Description

Build peptide reference database

Epilog

Semidán Robaina Estévez (srobaina@ull.edu.es), 2021

Usage:

usage: metatag database [-h] [args] 

Arguments

short long default help
-h --help show this help message and exit
--hmms None a single or a list of space-separated paths to tigrfam or pfam models
--in None path to peptide database
--outdir None path to output directory
--prefix `` prefix to be added to output files
--relabel_prefixes None List of space-separated prefixes to be added to each hmm-derived set of sequences after relabelling. Only used if "--relabel" is set. Label prefixes set to "None" are assigned "ref_" by default.
--max_sizes None maximum size of representative set of sequences for each hmm model. Each (space-separated) integer corresponds to a hmm model inputed in "--hmms", thus, sorted in the same order.

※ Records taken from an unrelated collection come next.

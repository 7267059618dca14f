//! HAProxy adaptation layer
//!
//! Owns everything that outlives a sync: the configuration client, map
//! files, rules engine, server slots and certificates. A sync opens a
//! transaction with [`HAProxy::transaction_start`], builds the desired
//! configuration into it and hands it back to [`HAProxy::commit`], which
//! decides between runtime socket updates and a reload.

pub mod backends;
pub mod base;
pub mod certs;

use crate::annotations::backend::BackendSettings;
use crate::config::ControllerConfig;
use crate::error::{ControllerError, ErrorPool};
use crate::fs_writer::FsWriter;
use crate::maps::{ChangedMap, MapFiles};
use crate::metrics;
use crate::process::Process;
use crate::router::CustomRoutes;
use crate::rules::Rules;
use backends::{RuntimeOp, ServerSlots};
use certs::Certificates;
use haproxy_client::{
    Backend, Bind, ConfigClient, Configuration, Frontend, HAProxyError, ParentType, RuntimeClientTrait, Transaction,
};
use std::collections::BTreeSet;
use std::sync::Arc;
use tracing::{debug, error, info, warn};

/// What one commit did.
#[derive(Debug, Clone, Default, PartialEq, Eq)]
pub struct CommitOutcome {
    /// The configuration file was rewritten
    pub written: bool,
    pub reloaded: bool,
    /// Runtime socket commands that succeeded
    pub runtime_ops: usize,
    pub reasons: Vec<String>,
}

/// HAProxy instance managed by the controller.
pub struct HAProxy {
    client: ConfigClient,
    runtime: Arc<dyn RuntimeClientTrait>,
    process: Arc<dyn Process>,
    pub maps: MapFiles,
    pub rules: Rules,
    pub custom_routes: CustomRoutes,
    pub slots: ServerSlots,
    pub certs: Certificates,
    pub writer: Arc<FsWriter>,
    working_dirs: Vec<std::path::PathBuf>,
    active_frontends: BTreeSet<String>,
    active_backends: BTreeSet<String>,
    permanent_backends: BTreeSet<String>,
    reload_reasons: Vec<String>,
    runtime_ops: Vec<RuntimeOp>,
    /// A reload failed and must be retried
    reload_pending: bool,
}

impl std::fmt::Debug for HAProxy {
    fn fmt(&self, f: &mut std::fmt::Formatter<'_>) -> std::fmt::Result {
        f.debug_struct("HAProxy")
            .field("config_file", &self.client.config_file())
            .field("version", &self.client.version())
            .field("active_backends", &self.active_backends.len())
            .finish_non_exhaustive()
    }
}

impl HAProxy {
    /// Controller owned HAProxy state; nothing is written before [`HAProxy::init`].
    pub fn new(config: &ControllerConfig, runtime: Arc<dyn RuntimeClientTrait>, process: Arc<dyn Process>) -> Self {
        Self {
            client: ConfigClient::new(config.main_config_file(), Configuration::default()),
            runtime,
            process,
            maps: MapFiles::new(config.maps_dir()),
            rules: Rules::new(),
            custom_routes: CustomRoutes::new(),
            slots: ServerSlots::new(),
            certs: Certificates::new(config.frontend_certs_dir()),
            writer: Arc::new(FsWriter::new()),
            working_dirs: config.working_dirs(),
            active_frontends: BTreeSet::new(),
            active_backends: BTreeSet::new(),
            permanent_backends: BTreeSet::from([
                base::DEFAULT_LOCAL_BACKEND.to_string(),
                base::SSL_BACKEND.to_string(),
            ]),
            reload_reasons: Vec::new(),
            runtime_ops: Vec::new(),
            reload_pending: false,
        }
    }

    /// Creates the working directories and loads the persistent maps.
    pub async fn init(&mut self) -> Result<(), ControllerError> {
        for dir in &self.working_dirs {
            tokio::fs::create_dir_all(dir).await.map_err(|e| {
                ControllerError::InvalidConfig(format!("cannot create {}: {e}", dir.display()))
            })?;
        }
        self.maps.init().await
    }

    /// Last committed configuration.
    pub fn configuration(&self) -> &Configuration {
        self.client.committed()
    }

    pub fn process(&self) -> &Arc<dyn Process> {
        &self.process
    }

    /// Opens the transaction of a sync and resets the per-sync bookkeeping.
    pub fn transaction_start(&mut self) -> Result<Transaction, ControllerError> {
        let txn = self.client.transaction_start()?;
        self.maps.clean();
        self.rules.clean();
        self.custom_routes.clean();
        self.certs.clean();
        self.active_frontends.clear();
        self.active_backends.clear();
        self.reload_reasons.clear();
        self.runtime_ops.clear();
        Ok(txn)
    }

    /// Records a change only a reload can apply.
    pub fn request_reload(&mut self, reason: impl Into<String>) {
        let reason = reason.into();
        debug!(reason = %reason, "reload requested");
        self.reload_reasons.push(reason);
    }

    /// True when the coming commit will reload.
    pub fn reload_requested(&self) -> bool {
        self.reload_pending || !self.reload_reasons.is_empty()
    }

    /// Keeps `backend` out of garbage collection.
    pub fn set_permanent(&mut self, backend: impl Into<String>) {
        self.permanent_backends.insert(backend.into());
    }

    /// Marks `backend` as used by the current sync.
    pub fn backend_active(&mut self, backend: impl Into<String>) {
        self.active_backends.insert(backend.into());
    }

    /// True when `backend` was synced this sync.
    pub fn is_backend_active(&self, backend: &str) -> bool {
        self.active_backends.contains(backend)
    }

    /// Marks `frontend` as used by the current sync.
    pub fn frontend_active(&mut self, frontend: impl Into<String>) {
        self.active_frontends.insert(frontend.into());
    }

    /// Creates or updates `frontend` with exactly `binds`.
    pub fn sync_frontend(&mut self, txn: &mut Transaction, frontend: Frontend, binds: Vec<Bind>) -> Result<(), HAProxyError> {
        let name = frontend.name.clone();
        if txn.frontend_get(&name).is_err() {
            self.rules.invalidate(&name);
        }
        if base::sync_frontend(txn, frontend, binds)? {
            self.request_reload(format!("frontend {name} updated"));
        }
        self.frontend_active(name);
        Ok(())
    }

    /// Deletes frontends the current sync did not produce.
    pub fn refresh_frontends(&mut self, txn: &mut Transaction) -> Result<Vec<String>, HAProxyError> {
        let stale: Vec<String> = txn
            .frontend_names()
            .into_iter()
            .filter(|name| !self.active_frontends.contains(name))
            .collect();
        for name in &stale {
            info!(frontend = %name, "deleting unused frontend");
            txn.frontend_delete(name)?;
            self.rules.invalidate(name);
        }
        if !stale.is_empty() {
            self.request_reload(format!("{} frontends deleted", stale.len()));
        }
        Ok(stale)
    }

    /// Creates or updates `backend` without servers.
    pub fn sync_backend_section(&mut self, txn: &mut Transaction, backend: Backend, snippet: Vec<String>) -> Result<(), HAProxyError> {
        let name = backend.name.clone();
        if txn.backend_exists(&name) {
            if txn.backend_edit(backend)? {
                self.request_reload(format!("backend {name} updated"));
            }
        } else {
            txn.backend_create(backend)?;
            self.request_reload(format!("backend {name} created"));
        }
        if txn.config_snippet_set(ParentType::Backend, &name, snippet)? {
            self.request_reload(format!("backend {name} snippet updated"));
        }
        self.backend_active(name);
        Ok(())
    }

    /// Creates or updates a service backend and binds its server slots to
    /// `addresses`.
    pub fn sync_backend(
        &mut self,
        txn: &mut Transaction,
        settings: &BackendSettings,
        addresses: &BTreeSet<String>,
        port: u16,
    ) -> Result<(), HAProxyError> {
        let name = settings.backend.name.as_str();
        if self.is_backend_active(name) {
            // already synced by another path of this sync
            return Ok(());
        }
        self.sync_backend_section(txn, settings.backend.clone(), settings.snippet.clone())?;
        let outcome = self.slots.sync_backend_servers(txn, settings, addresses, port)?;
        if outcome.reload {
            self.request_reload(format!("backend {name} servers updated"));
        }
        self.runtime_ops.extend(outcome.ops);
        Ok(())
    }

    /// Deletes backends neither active this sync nor permanent. Returns the
    /// deleted names.
    pub fn refresh_backends(&mut self, txn: &mut Transaction) -> Result<Vec<String>, HAProxyError> {
        let stale: Vec<String> = txn
            .backend_names()
            .into_iter()
            .filter(|name| !self.active_backends.contains(name) && !self.permanent_backends.contains(name))
            .collect();
        for name in &stale {
            info!(backend = %name, "deleting unused backend");
            txn.backend_delete(name)?;
            self.slots.remove(name);
            self.runtime_ops.retain(|op| op.backend() != name);
        }
        if !stale.is_empty() {
            self.request_reload(format!("{} backends deleted", stale.len()));
        }
        Ok(stale)
    }

    /// Refreshes frontends, rules, maps, certificates and backends, commits `txn`,
    /// then either reloads HAProxy or pushes the runtime changes.
    pub async fn commit(&mut self, mut txn: Transaction, errors: &mut ErrorPool) -> Result<CommitOutcome, ControllerError> {
        if self.reload_pending {
            self.request_reload("previous configuration not applied");
        }
        if let Err(e) = self.refresh_frontends(&mut txn) {
            self.dispose(txn);
            return Err(e.into());
        }
        if self.rules.refresh(&mut txn, errors) {
            self.request_reload("frontend rules changed");
        }
        if self.custom_routes_changed(&mut txn, errors) {
            self.request_reload("backend switching rules changed");
        }

        let map_changes = match self.maps.refresh().await {
            Ok(refresh) => {
                if refresh.reload {
                    self.request_reload("map files created or removed");
                }
                refresh.changed
            }
            Err(e) => {
                self.dispose(txn);
                return Err(e);
            }
        };
        match self.certs.refresh().await {
            Ok(true) => self.request_reload("certificates changed"),
            Ok(false) => {}
            Err(e) => errors.add(e),
        }
        if let Err(e) = self.refresh_backends(&mut txn) {
            self.dispose(txn);
            return Err(e.into());
        }

        self.writer.run_delayed().await;
        let written = match self.client.transaction_commit(txn).await {
            Ok(written) => written,
            Err(e) => {
                self.abandon();
                return Err(e.into());
            }
        };

        let mut outcome = CommitOutcome {
            written,
            ..Default::default()
        };
        if !self.reload_requested() {
            outcome.runtime_ops = self.apply_runtime_ops().await;
            self.push_maps(&map_changes).await;
        }

        outcome.reasons = self.reload_reasons.clone();
        if self.reload_requested() {
            self.reload().await?;
            outcome.reloaded = true;
        }
        Ok(outcome)
    }

    fn custom_routes_changed(&mut self, txn: &mut Transaction, errors: &mut ErrorPool) -> bool {
        let frontends: Vec<String> = [base::HTTP_FRONTEND, base::HTTPS_FRONTEND]
            .into_iter()
            .filter(|name| txn.frontend_get(name).is_ok())
            .map(ToString::to_string)
            .collect();
        let frontends: Vec<&str> = frontends.iter().map(String::as_str).collect();
        self.custom_routes.refresh(txn, &frontends, errors)
    }

    fn dispose(&mut self, txn: Transaction) {
        if let Err(e) = self.client.transaction_dispose(txn) {
            error!("failed to dispose transaction: {}", e);
        }
        self.abandon();
    }

    /// Forgets what the uncommitted transaction carried. Slots, rules and
    /// map hashes already moved to the new state, so the next commit
    /// rewrites every rule and reloads to pick up the files.
    fn abandon(&mut self) {
        warn!("transaction not committed, next sync reloads");
        self.rules.invalidate_all();
        self.reload_pending = true;
        self.runtime_ops.clear();
    }

    /// Runs the pending runtime ops. A failed op flips the backend to the
    /// reload path and requests a reload; the committed file already
    /// carries the desired servers.
    async fn apply_runtime_ops(&mut self) -> usize {
        let ops = std::mem::take(&mut self.runtime_ops);
        let mut applied = 0;
        let mut failed: BTreeSet<String> = BTreeSet::new();
        for op in ops {
            if failed.contains(op.backend()) {
                continue;
            }
            let result = match &op {
                RuntimeOp::SetServerAddr {
                    backend,
                    server,
                    address,
                    port,
                } => self.runtime.set_server_addr(backend, server, address, *port).await,
                RuntimeOp::SetServerState { backend, server, state } => {
                    self.runtime.set_server_state(backend, server, *state).await
                }
            };
            match result {
                Ok(()) => applied += 1,
                Err(e) => {
                    warn!(backend = %op.backend(), "runtime update failed, falling back to reload: {}", e);
                    metrics::record_runtime_failure();
                    self.slots.mark_dynamic_update_failed(op.backend());
                    failed.insert(op.backend().to_string());
                }
            }
        }
        for backend in failed {
            self.request_reload(format!("runtime update of {backend} failed"));
        }
        if applied > 0 {
            debug!(commands = applied, "runtime updates applied");
        }
        applied
    }

    async fn push_maps(&mut self, changes: &[ChangedMap]) {
        for map in changes {
            let file = map.path.to_string_lossy();
            if let Err(e) = self.runtime.set_map_content(&file, &map.rows).await {
                warn!(map = %map.name, "runtime map update failed, falling back to reload: {}", e);
                metrics::record_runtime_failure();
                self.request_reload(format!("runtime update of map {} failed", map.name));
            }
        }
    }

    /// Reloads HAProxy, restarting it when the reload fails.
    async fn reload(&mut self) -> Result<(), ControllerError> {
        self.writer.wait_until_writes_done().await;
        info!(reasons = ?self.reload_reasons, "reloading haproxy");
        if let Err(e) = self.process.reload().await {
            error!("reload failed, restarting haproxy: {}", e);
            if let Err(e) = self.process.restart().await {
                self.reload_pending = true;
                return Err(e);
            }
            metrics::record_restart();
        } else {
            metrics::record_reload();
        }
        self.reload_pending = false;
        self.runtime_ops.clear();
        self.maps.mark_loaded();
        self.slots.reloaded();
        Ok(())
    }
}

A value of "None" may be given to a hmm model in the list, in which case the maximum number of sequences is unlimited for that hmm.Defaults to full set of sequences for all hmm modells inputed.
--min_seq_length None minimum sequence length in reference database. Defaults to zero
--max_seq_length None maximum sequence length in reference database. Defaults to inf
--relabel relabel record IDs with numerical ids. Unrequired to build database, but highly recommended to avoid possible conflicts downstream the pipeline.
--nocdhit do not run cd-hit on peptide database
--remove_duplicates remove duplicated sequences from final (merged) database
--hmmsearch_args None a string of comma-separated additional arguments for each hmm passed to hmmsearch. e.g. inputing 3 hmms: " --cut_ga --cpu 4, --cut_nc, None". IMPORTANT: the string must be preceded by a white space. A single string may be provided, in which case the same additinal arguments will be passed for each hmm. Defaults to additional arguments string: "--cut_nc". If no additional arguments are needed, provide the value "None"